+++ Dataset excerpts +++
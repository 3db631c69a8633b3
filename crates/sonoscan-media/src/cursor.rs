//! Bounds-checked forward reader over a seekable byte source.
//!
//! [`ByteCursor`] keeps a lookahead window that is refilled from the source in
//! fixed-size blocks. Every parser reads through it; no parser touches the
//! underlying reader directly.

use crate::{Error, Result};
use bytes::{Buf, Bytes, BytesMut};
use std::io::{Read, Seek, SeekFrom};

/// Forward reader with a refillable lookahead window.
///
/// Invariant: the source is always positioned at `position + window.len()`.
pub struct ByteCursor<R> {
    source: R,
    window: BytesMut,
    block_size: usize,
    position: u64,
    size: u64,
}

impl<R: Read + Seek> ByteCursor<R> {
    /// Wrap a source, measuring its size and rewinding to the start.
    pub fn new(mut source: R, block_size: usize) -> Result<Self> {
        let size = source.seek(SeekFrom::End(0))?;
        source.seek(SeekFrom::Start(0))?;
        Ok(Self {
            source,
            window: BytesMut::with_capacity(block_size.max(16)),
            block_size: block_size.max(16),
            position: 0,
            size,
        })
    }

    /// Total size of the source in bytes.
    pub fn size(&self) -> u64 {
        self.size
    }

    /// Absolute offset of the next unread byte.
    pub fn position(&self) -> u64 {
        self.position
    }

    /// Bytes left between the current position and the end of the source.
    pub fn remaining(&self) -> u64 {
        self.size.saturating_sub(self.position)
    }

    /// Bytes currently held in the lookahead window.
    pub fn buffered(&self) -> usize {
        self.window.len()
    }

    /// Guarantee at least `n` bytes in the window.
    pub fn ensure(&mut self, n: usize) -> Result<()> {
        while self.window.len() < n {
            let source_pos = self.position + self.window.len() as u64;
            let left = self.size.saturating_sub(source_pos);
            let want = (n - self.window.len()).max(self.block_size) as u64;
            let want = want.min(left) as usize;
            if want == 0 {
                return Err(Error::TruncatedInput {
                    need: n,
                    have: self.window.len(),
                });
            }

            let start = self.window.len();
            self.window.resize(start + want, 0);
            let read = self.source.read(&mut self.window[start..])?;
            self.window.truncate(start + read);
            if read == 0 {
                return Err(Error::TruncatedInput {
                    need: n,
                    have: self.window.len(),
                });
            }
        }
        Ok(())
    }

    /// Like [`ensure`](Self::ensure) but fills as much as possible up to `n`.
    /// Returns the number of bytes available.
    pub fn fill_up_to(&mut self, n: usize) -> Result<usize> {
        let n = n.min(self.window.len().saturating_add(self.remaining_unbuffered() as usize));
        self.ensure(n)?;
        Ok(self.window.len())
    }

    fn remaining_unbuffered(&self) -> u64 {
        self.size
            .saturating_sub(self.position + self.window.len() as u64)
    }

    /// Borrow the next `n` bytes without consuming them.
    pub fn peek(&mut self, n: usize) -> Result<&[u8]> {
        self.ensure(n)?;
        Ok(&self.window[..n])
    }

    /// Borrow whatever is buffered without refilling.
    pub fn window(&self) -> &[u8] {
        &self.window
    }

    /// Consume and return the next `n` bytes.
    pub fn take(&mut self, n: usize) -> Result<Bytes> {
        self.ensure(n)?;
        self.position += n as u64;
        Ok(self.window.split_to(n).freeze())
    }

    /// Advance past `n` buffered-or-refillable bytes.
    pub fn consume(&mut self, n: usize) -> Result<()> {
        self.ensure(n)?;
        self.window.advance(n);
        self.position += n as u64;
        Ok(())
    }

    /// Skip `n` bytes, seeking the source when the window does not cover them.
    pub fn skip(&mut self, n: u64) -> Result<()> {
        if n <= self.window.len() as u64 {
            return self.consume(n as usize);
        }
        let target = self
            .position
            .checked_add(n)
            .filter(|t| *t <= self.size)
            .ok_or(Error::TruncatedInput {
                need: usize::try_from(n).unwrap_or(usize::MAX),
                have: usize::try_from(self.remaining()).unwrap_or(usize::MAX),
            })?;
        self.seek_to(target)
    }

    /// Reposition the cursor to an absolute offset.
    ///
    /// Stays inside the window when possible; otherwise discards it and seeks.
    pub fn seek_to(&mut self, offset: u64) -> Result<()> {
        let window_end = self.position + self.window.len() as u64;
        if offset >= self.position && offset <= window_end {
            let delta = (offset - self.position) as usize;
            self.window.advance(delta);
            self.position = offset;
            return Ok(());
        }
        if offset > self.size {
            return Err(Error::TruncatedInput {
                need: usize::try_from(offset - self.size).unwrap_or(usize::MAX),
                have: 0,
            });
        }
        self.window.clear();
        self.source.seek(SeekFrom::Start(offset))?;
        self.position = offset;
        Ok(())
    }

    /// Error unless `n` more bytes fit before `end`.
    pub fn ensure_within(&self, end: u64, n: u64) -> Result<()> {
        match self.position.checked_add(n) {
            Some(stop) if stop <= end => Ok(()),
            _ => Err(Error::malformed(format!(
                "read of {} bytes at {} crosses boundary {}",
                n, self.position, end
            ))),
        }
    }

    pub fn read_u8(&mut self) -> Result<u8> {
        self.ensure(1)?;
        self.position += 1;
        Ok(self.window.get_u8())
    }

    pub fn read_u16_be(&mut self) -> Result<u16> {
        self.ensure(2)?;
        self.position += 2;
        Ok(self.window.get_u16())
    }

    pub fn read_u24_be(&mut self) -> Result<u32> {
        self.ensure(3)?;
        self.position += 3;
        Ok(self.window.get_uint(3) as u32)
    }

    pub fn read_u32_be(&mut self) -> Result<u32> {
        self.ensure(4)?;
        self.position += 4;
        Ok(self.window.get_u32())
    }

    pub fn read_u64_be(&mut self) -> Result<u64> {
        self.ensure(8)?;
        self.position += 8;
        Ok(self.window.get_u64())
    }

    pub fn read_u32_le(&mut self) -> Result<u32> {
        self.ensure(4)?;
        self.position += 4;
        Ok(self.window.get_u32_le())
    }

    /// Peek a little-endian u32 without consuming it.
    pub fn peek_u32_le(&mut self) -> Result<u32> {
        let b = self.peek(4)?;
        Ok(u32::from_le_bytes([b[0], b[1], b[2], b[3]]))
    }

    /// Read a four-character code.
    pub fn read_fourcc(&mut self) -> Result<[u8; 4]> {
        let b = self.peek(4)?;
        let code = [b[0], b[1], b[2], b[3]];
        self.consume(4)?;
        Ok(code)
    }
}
+++
+++ Dataset excerpts +++
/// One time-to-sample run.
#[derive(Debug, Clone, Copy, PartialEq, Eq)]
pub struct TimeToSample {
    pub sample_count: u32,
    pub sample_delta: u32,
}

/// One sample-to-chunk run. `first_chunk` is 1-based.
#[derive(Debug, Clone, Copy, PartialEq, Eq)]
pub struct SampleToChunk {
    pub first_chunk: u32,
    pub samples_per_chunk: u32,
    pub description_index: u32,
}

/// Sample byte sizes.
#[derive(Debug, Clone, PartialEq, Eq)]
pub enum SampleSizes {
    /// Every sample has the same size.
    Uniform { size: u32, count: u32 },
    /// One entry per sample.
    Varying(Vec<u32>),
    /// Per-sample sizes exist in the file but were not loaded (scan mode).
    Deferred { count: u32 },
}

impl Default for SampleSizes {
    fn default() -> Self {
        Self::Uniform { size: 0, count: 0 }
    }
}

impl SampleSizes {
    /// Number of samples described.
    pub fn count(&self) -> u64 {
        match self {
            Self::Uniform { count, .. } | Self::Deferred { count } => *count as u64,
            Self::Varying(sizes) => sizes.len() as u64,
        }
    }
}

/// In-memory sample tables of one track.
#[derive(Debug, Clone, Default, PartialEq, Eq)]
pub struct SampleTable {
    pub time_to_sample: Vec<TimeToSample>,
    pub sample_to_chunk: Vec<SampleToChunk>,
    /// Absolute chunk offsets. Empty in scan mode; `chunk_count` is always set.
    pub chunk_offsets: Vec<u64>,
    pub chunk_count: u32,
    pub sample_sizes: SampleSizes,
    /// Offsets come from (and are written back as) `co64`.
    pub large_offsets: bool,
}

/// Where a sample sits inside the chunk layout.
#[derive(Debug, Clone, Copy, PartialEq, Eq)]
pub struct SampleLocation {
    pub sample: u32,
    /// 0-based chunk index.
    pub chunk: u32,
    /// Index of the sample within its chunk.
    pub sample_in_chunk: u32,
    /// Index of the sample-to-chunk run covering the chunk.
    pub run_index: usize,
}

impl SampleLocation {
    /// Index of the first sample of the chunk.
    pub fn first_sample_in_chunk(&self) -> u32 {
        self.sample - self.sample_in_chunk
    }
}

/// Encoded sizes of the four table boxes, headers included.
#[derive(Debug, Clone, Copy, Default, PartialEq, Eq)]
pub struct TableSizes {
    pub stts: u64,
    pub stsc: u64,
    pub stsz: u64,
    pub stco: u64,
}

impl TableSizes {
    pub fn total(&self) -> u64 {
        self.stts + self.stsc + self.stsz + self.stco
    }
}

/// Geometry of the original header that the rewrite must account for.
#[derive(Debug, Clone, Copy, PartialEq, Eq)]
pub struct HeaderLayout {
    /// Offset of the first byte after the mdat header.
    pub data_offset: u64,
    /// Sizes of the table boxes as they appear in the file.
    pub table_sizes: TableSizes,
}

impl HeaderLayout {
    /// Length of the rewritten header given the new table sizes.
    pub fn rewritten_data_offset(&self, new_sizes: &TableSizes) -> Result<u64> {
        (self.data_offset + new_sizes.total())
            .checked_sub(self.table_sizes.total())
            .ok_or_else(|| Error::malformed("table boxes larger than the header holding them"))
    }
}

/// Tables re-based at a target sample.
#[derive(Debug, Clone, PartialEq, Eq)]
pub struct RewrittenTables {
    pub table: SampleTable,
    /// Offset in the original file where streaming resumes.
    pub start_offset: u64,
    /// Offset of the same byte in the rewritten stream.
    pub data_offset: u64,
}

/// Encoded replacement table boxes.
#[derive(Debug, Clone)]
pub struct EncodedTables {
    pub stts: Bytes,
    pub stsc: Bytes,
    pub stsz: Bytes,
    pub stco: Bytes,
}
+++
+++ Dataset excerpts +++
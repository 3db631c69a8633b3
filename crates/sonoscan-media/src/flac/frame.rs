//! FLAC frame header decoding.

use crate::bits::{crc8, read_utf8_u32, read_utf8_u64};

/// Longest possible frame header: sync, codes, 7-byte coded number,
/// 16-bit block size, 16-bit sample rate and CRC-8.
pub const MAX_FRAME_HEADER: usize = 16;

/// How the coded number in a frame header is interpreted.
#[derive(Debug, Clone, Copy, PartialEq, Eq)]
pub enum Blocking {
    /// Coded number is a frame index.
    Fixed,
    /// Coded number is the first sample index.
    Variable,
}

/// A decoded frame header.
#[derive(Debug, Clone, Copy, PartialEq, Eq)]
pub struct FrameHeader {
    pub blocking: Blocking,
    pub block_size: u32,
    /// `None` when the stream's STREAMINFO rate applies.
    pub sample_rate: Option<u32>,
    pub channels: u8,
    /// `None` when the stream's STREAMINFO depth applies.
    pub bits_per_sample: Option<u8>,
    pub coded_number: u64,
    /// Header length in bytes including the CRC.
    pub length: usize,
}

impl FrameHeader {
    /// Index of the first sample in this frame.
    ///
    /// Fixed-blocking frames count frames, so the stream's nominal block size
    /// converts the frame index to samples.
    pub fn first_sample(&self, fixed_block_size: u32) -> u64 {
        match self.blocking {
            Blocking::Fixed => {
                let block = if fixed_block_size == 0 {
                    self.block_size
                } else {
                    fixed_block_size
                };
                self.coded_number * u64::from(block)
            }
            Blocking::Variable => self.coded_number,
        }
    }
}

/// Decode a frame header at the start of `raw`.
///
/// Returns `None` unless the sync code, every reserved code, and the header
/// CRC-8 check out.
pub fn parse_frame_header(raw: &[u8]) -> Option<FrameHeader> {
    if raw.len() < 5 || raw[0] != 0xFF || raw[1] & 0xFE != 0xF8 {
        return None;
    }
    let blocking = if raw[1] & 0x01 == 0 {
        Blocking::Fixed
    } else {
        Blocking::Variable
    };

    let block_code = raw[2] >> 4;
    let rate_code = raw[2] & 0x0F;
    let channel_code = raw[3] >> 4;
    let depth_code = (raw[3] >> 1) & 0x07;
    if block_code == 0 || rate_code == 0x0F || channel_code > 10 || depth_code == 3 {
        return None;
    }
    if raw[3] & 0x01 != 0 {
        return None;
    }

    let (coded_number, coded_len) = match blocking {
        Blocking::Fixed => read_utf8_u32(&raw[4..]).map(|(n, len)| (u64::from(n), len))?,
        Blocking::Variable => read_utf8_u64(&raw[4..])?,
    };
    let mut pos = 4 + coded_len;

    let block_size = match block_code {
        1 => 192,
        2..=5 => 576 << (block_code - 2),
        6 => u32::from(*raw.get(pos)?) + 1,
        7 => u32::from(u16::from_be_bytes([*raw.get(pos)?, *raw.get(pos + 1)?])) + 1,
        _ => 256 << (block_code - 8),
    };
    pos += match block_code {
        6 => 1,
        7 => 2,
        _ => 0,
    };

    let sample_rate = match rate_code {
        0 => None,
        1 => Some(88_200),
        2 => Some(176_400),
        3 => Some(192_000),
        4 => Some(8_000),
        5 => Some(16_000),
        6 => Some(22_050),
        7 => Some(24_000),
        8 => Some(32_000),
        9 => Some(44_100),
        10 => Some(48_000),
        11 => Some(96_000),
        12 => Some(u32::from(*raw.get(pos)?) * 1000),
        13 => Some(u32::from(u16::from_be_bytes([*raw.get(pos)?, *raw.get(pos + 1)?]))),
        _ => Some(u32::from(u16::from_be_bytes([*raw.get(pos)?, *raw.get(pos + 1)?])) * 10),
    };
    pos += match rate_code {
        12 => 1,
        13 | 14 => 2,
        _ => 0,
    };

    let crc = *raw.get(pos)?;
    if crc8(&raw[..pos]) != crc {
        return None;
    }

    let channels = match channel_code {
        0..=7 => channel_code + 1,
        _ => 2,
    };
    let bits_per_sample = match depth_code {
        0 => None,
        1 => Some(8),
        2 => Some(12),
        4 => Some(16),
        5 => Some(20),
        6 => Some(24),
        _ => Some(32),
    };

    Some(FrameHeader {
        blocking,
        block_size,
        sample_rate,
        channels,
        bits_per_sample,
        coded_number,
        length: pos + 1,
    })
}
+++
• **What you need to do**
Look over the material above and show each line where "Varying" appears.

• **Answer to this task**
    Varying(Vec<u32>),
            Self::Varying(sizes) => sizes.len() as u64,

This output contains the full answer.